– Не знаю точно. Мы с величайшими предосторожностями заглянули туда один раз и не будем повторять опыт. Есть шанс, что джинн вырвется из бутылки, даже если просто посмотреть на него через систему зеркал с задержкой и записью.
– Что мы увидели? – спросил я.
– Там происходит быстрый циклический процесс. До конца мы его не понимаем, поскольку омнилинк-скан невозможен по соображениям безопасности. Удалось установить следующее: сначала Варвара некоторое время кричит «Янагихара! Янагихара!». В ней лавинообразно нарастают ужас и скорбь. Затем что-то происходит, и ее эмоциональное состояние резко меняется. Она разражается победоносным хохотом и начинает вопить «Янагихаре! Янагихаре!». При этом она испытывает крайнее торжество, переходящее в оргазм. Частота процесса – десять-пятнадцать герц. Для мозга это сверхвысокая нагрузка. Особенно вредны скоростные оргазмы, потому что они не могут полноценно отрабатываться гормональным комплексом. Но мы не способны повлиять на происходящее в ее сознании, не соединив его так или иначе с нашим миром.
– Подождите, – сказал я, – подождите-ка. Я понимаю, что ей отрубили все корпоративные нейросети. Никакой симуляции нет. Контактов тоже. Сбросили в полную перцептуальную тьму. Так сказать, в сон-одиночку. Но ведь ее мозг подключен к миру через системы жизнеобеспечения. Питание, подогрев, все вот это. Он же не в вакууме висит?
– Не в вакууме, – согласился Ломас.
– Разве Ахилл не может выбраться через эти коммуникации?
– В том-то и дело, что нет. Нас защищает великий водораздел сознания и материи. Он непреодолим. Мозг – это материальный объект. А Ахилл существует на тонком плане, и для побега ему необходим информационный контакт с другими сознаниями. Единственный известный нам мост из мира материи в мир духа – это сам человек или другое живое существо, способное взаимодействовать с материальной реальностью. В случае Варвары Цугундер этот мост разрушен.
– Но у Ахилла огромные магические силы.
– И что с того? Чтобы проявить их на нашем плане, ему необходим вписанный в реальность аватар. Именно поэтому для него так важно было получить новое воплощение. Сейчас единственное сознание в его власти – это Варвара. У него больше нет контакта с миром. Только с ней.

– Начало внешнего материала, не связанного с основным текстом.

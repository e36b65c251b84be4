//! # Retrying Gateway
//!
//! Wraps a [`PersistenceGateway`] with capped exponential backoff for
//! transient connection errors. Before every attempt the connection monitor is
//! consulted; a backend known to be unreachable fails fast instead of burning
//! the retry budget. Fatal persistence errors are never retried.
//!
//! The gateway knows nothing about idempotency or transactions.

use super::connection_monitor::ConnectionMonitor;
use super::retry::RetryPolicy;
use crate::error::PipelineError;
use crate::models::{Record, RecordKey};
use crate::persistence::{BackendError, GatewayOperation, PersistenceGateway};
use serde_json::Value;
use std::future::Future;
use std::sync::Arc;
use thiserror::Error;
use tracing::{debug, info, warn};

#[derive(Debug, Clone, PartialEq, Eq, Error)]
pub enum GatewayError {
    #[error("Backend unreachable before {operation}")]
    ConnectionInterrupted { operation: GatewayOperation },

    #[error("{operation} failed after {attempts} attempts: {last_error}")]
    RetriesExhausted {
        operation: GatewayOperation,
        attempts: u32,
        last_error: BackendError,
    },

    #[error("{operation} failed: {reason}")]
    Persistence {
        operation: GatewayOperation,
        reason: String,
    },
}

impl GatewayError {
    pub fn operation(&self) -> GatewayOperation {
        match self {
            Self::ConnectionInterrupted { operation }
            | Self::RetriesExhausted { operation, .. }
            | Self::Persistence { operation, .. } => *operation,
        }
    }
}

impl From<GatewayError> for PipelineError {
    fn from(error: GatewayError) -> Self {
        match error {
            GatewayError::ConnectionInterrupted { operation } => {
                PipelineError::ConnectionInterrupted {
                    operation: operation.to_string(),
                }
            }
            GatewayError::RetriesExhausted {
                operation,
                attempts,
                last_error,
            } => PipelineError::RetriesExhausted {
                operation: operation.to_string(),
                attempts,
                last_error: last_error.to_string(),
            },
            GatewayError::Persistence { operation, reason } => {
                PipelineError::PersistenceError(format!("{operation}: {reason}"))
            }
        }
    }
}

pub type GatewayResult<T> = Result<T, GatewayError>;

pub struct RetryingGateway {
    backend: Arc<dyn PersistenceGateway>,
    monitor: Arc<ConnectionMonitor>,
    policy: RetryPolicy,
}

impl std::fmt::Debug for RetryingGateway {
    fn fmt(&self, f: &mut std::fmt::Formatter<'_>) -> std::fmt::Result {
        f.debug_struct("RetryingGateway")
            .field("monitor", &self.monitor)
            .field("policy", &self.policy)
            .finish()
    }
}

impl RetryingGateway {
    pub fn new(
        backend: Arc<dyn PersistenceGateway>,
        monitor: Arc<ConnectionMonitor>,
        policy: RetryPolicy,
    ) -> Self {
        Self {
            backend,
            monitor,
            policy,
        }
    }

    pub fn policy(&self) -> &RetryPolicy {
        &self.policy
    }

    pub fn monitor(&self) -> &Arc<ConnectionMonitor> {
        &self.monitor
    }

    pub fn backend(&self) -> &Arc<dyn PersistenceGateway> {
        &self.backend
    }

    /// Run `attempt` under the default policy
    pub async fn execute<T, F, Fut>(&self, operation: GatewayOperation, attempt: F) -> GatewayResult<T>
    where
        F: FnMut() -> Fut,
        Fut: Future<Output = Result<T, BackendError>>,
    {
        self.execute_with_policy(operation, &self.policy, attempt)
            .await
    }

    /// Run `attempt` until it succeeds, fails fatally, or `policy` is exhausted
    pub async fn execute_with_policy<T, F, Fut>(
        &self,
        operation: GatewayOperation,
        policy: &RetryPolicy,
        mut attempt: F,
    ) -> GatewayResult<T>
    where
        F: FnMut() -> Fut,
        Fut: Future<Output = Result<T, BackendError>>,
    {
        let max_attempts = policy.max_attempts.max(1);
        let mut attempt_number = 0u32;

        loop {
            attempt_number += 1;

            if !self.monitor.is_reachable() {
                warn!(
                    operation = %operation,
                    attempt = attempt_number,
                    "🔌 Backend unreachable, failing fast"
                );
                return Err(GatewayError::ConnectionInterrupted { operation });
            }

            match attempt().await {
                Ok(value) => {
                    if attempt_number > 1 {
                        info!(
                            operation = %operation,
                            attempt = attempt_number,
                            "✅ Backend operation succeeded after retry"
                        );
                    }
                    return Ok(value);
                }
                Err(BackendError::Persistence(reason)) => {
                    warn!(
                        operation = %operation,
                        attempt = attempt_number,
                        reason = %reason,
                        "❌ Fatal persistence error, not retrying"
                    );
                    return Err(GatewayError::Persistence { operation, reason });
                }
                Err(error) => {
                    if attempt_number >= max_attempts {
                        warn!(
                            operation = %operation,
                            attempts = attempt_number,
                            error = %error,
                            "❌ Retry budget exhausted"
                        );
                        return Err(GatewayError::RetriesExhausted {
                            operation,
                            attempts: attempt_number,
                            last_error: error,
                        });
                    }

                    let delay = policy.delay_for_attempt(attempt_number);
                    debug!(
                        operation = %operation,
                        attempt = attempt_number,
                        max_attempts = max_attempts,
                        delay_ms = delay.as_millis() as u64,
                        error = %error,
                        "🔄 Transient backend error, backing off"
                    );
                    tokio::time::sleep(delay).await;
                }
            }
        }
    }

    pub async fn find_by_id(&self, key: &RecordKey) -> GatewayResult<Option<Record>> {
        let backend = &self.backend;
        self.execute(GatewayOperation::FindById, move || backend.find_by_id(key))
            .await
    }

    pub async fn find_all(&self, collection: &str) -> GatewayResult<Vec<Record>> {
        let backend = &self.backend;
        self.execute(GatewayOperation::FindAll, move || backend.find_all(collection))
            .await
    }

    pub async fn save(&self, record: Record) -> GatewayResult<Record> {
        let backend = &self.backend;
        self.execute(GatewayOperation::Save, move || backend.save(record.clone()))
            .await
    }

    pub async fn delete(&self, key: &RecordKey) -> GatewayResult<bool> {
        let backend = &self.backend;
        self.execute(GatewayOperation::Delete, move || backend.delete(key))
            .await
    }

    pub async fn count_where(
        &self,
        collection: &str,
        field: &str,
        value: &Value,
    ) -> GatewayResult<usize> {
        let backend = &self.backend;
        self.execute(GatewayOperation::Count, move || {
            backend.count_where(collection, field, value)
        })
        .await
    }
}
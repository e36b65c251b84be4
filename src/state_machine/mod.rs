// Command lifecycle state machine
//
// RECEIVED -> VALIDATED -> [CONFIRMING] -> EXECUTING -> {COMMITTED, ROLLED_BACK}
// with REJECTED reachable from any state before EXECUTING.

pub mod command_state_machine;
pub mod errors;
pub mod events;
pub mod states;

pub use command_state_machine::{CommandStateMachine, StateTransition};
pub use errors::{StateMachineError, StateMachineResult};
pub use events::CommandEvent;
pub use states::CommandState;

Я вспомнил покрытое дырами тело Кукера.
– А Варвара точно в его власти? А не наоборот?
Ломас отхлебнул коньяку.
– Good point, – сказал он. – Мы действительно не знаем, что там происходит. Возможно, Варвара пятнадцать раз в секунду одерживает окончательную победу над патриархией в масштабе всего космоса. Тогда она самый счастливый человек на земле… Но мы это вряд ли выясним точно. Сканировать ее мозг опаснее, чем разряжать бомбу в темноте.
– Что с ним сделают?
– Сейчас для мозга Варвары достраивают специальный шахтный бункер в Ватикане. Сестра Люцилия сказала, что вокруг ее банки будет создан особый молитвенный покров. Двенадцать размещенных по кольцу цереброконтейнеров с баночными монахинями-кармелитками, постоянно читающими барьерную молитву…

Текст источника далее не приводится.